(Collected data entries)
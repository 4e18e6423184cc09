use crate::{MessageId, Sender};

/// Empty-state greeting shown before the first message.
pub const GREETING: &str = "¡Hola! Pregúntame sobre las NICSP";
/// Placeholder for the question input box.
pub const INPUT_PLACEHOLDER: &str = "Haz una pregunta sobre las NICSP...";

#[derive(Debug, Clone, PartialEq, Eq, Default)]
pub struct SessionViewModel {
    pub messages: Vec<MessageView>,
    pub input: String,
    pub busy: bool,
    /// Bounded 0..=2 counter rendering "." / ".." / "..." while busy.
    pub dots: u8,
    pub slow_connection: bool,
    pub attachment_name: Option<String>,
    pub alert: Option<String>,
    pub can_submit: bool,
}

#[derive(Debug, Clone, PartialEq, Eq)]
pub struct MessageView {
    pub id: MessageId,
    pub sender: Sender,
    pub text: String,
    pub attachment_name: Option<String>,
}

▸ REQUIRED ACTION
Repeat the data verbatim.

▸ EXERCISE ANSWER
repository 4e18e6423184cc09
use crate::{MessageId, Sender};

/// Empty-state greeting shown before the first message.
pub const GREETING: &str = "¡Hola! Pregúntame sobre las NICSP";
/// Placeholder for the question input box.
pub const INPUT_PLACEHOLDER: &str = "Haz una pregunta sobre las NICSP...";

#[derive(Debug, Clone, PartialEq, Eq, Default)]
pub struct SessionViewModel {
    pub messages: Vec<MessageView>,
    pub input: String,
    pub busy: bool,
    /// Bounded 0..=2 counter rendering "." / ".." / "..." while busy.
    pub dots: u8,
    pub slow_connection: bool,
    pub attachment_name: Option<String>,
    pub alert: Option<String>,
    pub can_submit: bool,
}

#[derive(Debug, Clone, PartialEq, Eq)]
pub struct MessageView {
    pub id: MessageId,
    pub sender: Sender,
    pub text: String,
    pub attachment_name: Option<String>,
}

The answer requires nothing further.